Director and set designer John Doyle turns the Jacobs Theatre into a juke joint in streamlined, intimate revival (photo by Matthew Murphy, 2015)
Written by Pulitzer Prize winner Marsha Norman (’night, Mother; The Secret Garden) and with music and lyrics by Brenda Russell, Allee Willis, and Stephen Bray, The Color Purple is a beautifully rendered revival, evoking the book and film while also standing on its own. Two-time Tony-winning director John Doyle (Sweeney Todd, Company) keeps things relatively simple. His folksy set features ramshackle wooden walls on which dozens of chairs hang, essentially the only props used in the production; the characters take the chairs off the walls, sit on them, then put them back; the many extra chairs serve as a kind of invitation to the audience to be part of this close-knit community. Norman carefully navigates the characters’ religious faith, avoiding preachy moments; Celie tells Shug at one point, “I prayed to God my whole life and what he done. Nuthin’.” Shug replies, “Celie, you better hush. God might hear you,” to which Celie responds, “Let ’im hear me.
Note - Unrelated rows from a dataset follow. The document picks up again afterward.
//! The declarative behavior-binding layer.
//!
//! [`component!`] replaces a compile-time field walk and dynamically
//! dispatched `tick`/`next_wake` overrides with a declarative macro: it
//! expands a declarative list of a struct's ports, links and timers, plus
//! `startup`/`shutdown`/`on_message`/`on_timer` bodies, into a single
//! `impl Component for $ty` block.

/// Generates a [`Component`](crate::component::Component) implementation for
/// a concrete component type from a declarative description of its ports,
/// links, timers, and message handlers.
///
/// ```ignore
/// component! {
///     MyComponent {
///         ports { inbox: Port<Msg> }
///         links { out: Link<Msg> }
///         timers { alarm: Timer<Msg> }
///         vec_links { fanout: Vec<Link<Msg>> }
///         startup(sim) { self.out.send(sim, Msg::Hello, 0).unwrap(); }
///         shutdown(sim) { let _ = sim; }
///         on_message(inbox, msg, sim) { let _ = (msg, sim); }
///         on_timer(alarm, msg, sim) { let _ = (msg, sim); }
///     }
/// }
/// ```
///
/// Any of `ports`, `links`, `timers`, `vec_ports`, `vec_links`,
/// `vec_timers`, `startup`, `shutdown` may be omitted (an empty `{}` body is
/// also accepted); `on_message` and `on_timer` entries may repeat any
/// number of times, once per handled port or timer.
///
/// The generated implementation works as follows:
/// `next_wake` folds `peek_time()` over every listed port/timer field
/// (recursing into `vec_*` fields) starting from `NO_EVENT`; `tick` drains
/// nothing during `startup`/`shutdown`; `on_message`/`on_timer` bodies see
/// `sim.current_time()` captured once at tick entry, so a (currently
/// impossible, since latency is always `>= 1`) mid-tick send could never
/// change which messages are drained.
#[macro_export]
macro_rules! component {
    (
        $ty:ty {
            $(ports { $($port_field:ident : $port_ty:ty),* $(,)? })?
            $(links { $($link_field:ident : $link_ty:ty),* $(,)? })?
            $(timers { $($timer_field:ident : $timer_ty:ty),* $(,)? })?
            $(vec_ports { $($vec_port_field:ident : $vec_port_ty:ty),* $(,)? })?
            $(vec_links { $($vec_link_field:ident : $vec_link_ty:ty),* $(,)? })?
            $(vec_timers { $($vec_timer_field:ident : $vec_timer_ty:ty),* $(,)? })?
            $(startup($startup_sim:ident) $startup_body:block)?
            $(shutdown($shutdown_sim:ident) $shutdown_body:block)?
            $( on_message($on_msg_field:ident, $on_msg_bind:pat, $on_msg_sim:ident) $on_msg_body:block )*
            $( on_timer($on_timer_field:ident, $on_timer_bind:pat, $on_timer_sim:ident) $on_timer_body:block )*
        }
    ) => {
        impl $crate::component::Component for $ty {
            fn register_endpoints(&mut self, id: $crate::component::EndpointId) {
                $($(
                    $crate::component::Endpoint::bind(&mut self.$port_field, id);
                )*)?
                $($(
                    $crate::component::Endpoint::bind(&mut self.$link_field, id);
                )*)?
                $($(
                    $crate::component::Endpoint::bind(&mut self.$timer_field, id);
                )*)?
                $($(
                    for endpoint in self.$vec_port_field.iter_mut() {
                        $crate::component::Endpoint::bind(endpoint, id);
                    }
                )*)?
                $($(
                    for endpoint in self.$vec_link_field.iter_mut() {
                        $crate::component::Endpoint::bind(endpoint, id);
                    }
                )*)?
                $($(
                    for endpoint in self.$vec_timer_field.iter_mut() {
                        $crate::component::Endpoint::bind(endpoint, id);
                    }
                )*)?
            }

            fn next_wake(&self) -> $crate::time::SimulationTime {
                let mut wake = $crate::time::NO_EVENT;
                $($(
                    wake = wake.earliest(self.$port_field.peek_time());
                )*)?
                $($(
                    wake = wake.earliest(self.$timer_field.peek_time());
                )*)?
                $($(
                    for endpoint in self.$vec_port_field.iter() {
                        wake = wake.earliest(endpoint.peek_time());
                    }
                )*)?
                $($(
                    for endpoint in self.$vec_timer_field.iter() {
                        wake = wake.earliest(endpoint.peek_time());
                    }
                )*)?
                wake
            }

            fn tick(
                &mut self,
                cx: &$crate::component::TickContext,
                is_startup: bool,
                is_shutdown: bool,
            ) {
                if is_startup {
                    $(
                        let $startup_sim = cx;
                        $startup_body
                    )?
                    return;
                }
                if is_shutdown {
                    $(
                        let $shutdown_sim = cx;
                        $shutdown_body
                    )?
                    return;
                }
                let current_time = cx.current_time();
                $(
                    for $on_msg_bind in self.$on_msg_field.drain_at(current_time) {
                        let $on_msg_sim = cx;
                        $on_msg_body
                    }
                )*
                $(
                    for $on_timer_bind in self.$on_timer_field.drain_at(current_time) {
                        let $on_timer_sim = cx;
                        $on_timer_body
                    }
                )*
            }
        }
    };
}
If God ever listened to a poor colored woman, the world would be a different place.” Rising British star Erivo (The Umbrellas of Cherbourg, Sister Act) and Brooks (Taystee on Orange Is the New Black) are smashing in their Broadway debuts, the former bringing down the house with the legitimate showstopper “I’m Here,” the latter a force all her own as Sofia, who represents so much of the pain and suffering experienced by African Americans, as well as the determination to ultimately fight back. Carrie Compere, Bre Jackson, and Rema Webb are delightful as the three gossiping church ladies who form a kind of Greek chorus, commenting on the proceedings with a clever sense of humor; Compere in particular has an impressive presence and theater-rattling voice that should lead to bigger roles. Surprisingly, the weakest part of the show are the songs given to Hudson (Dreamgirls, The Secret Life of Bees) in her Broadway debut; Hudson is laden with standard, syrupy ballads that don’t fit in with the rest of the Gospel and R&B numbers, although her costumes, by Ann Hould-Ward, are divine. The Color Purple has turned the Bernard B. Jacobs Theatre into a thrilling, inspirational juke joint, bringing yet another life to Walker’s remarkable story.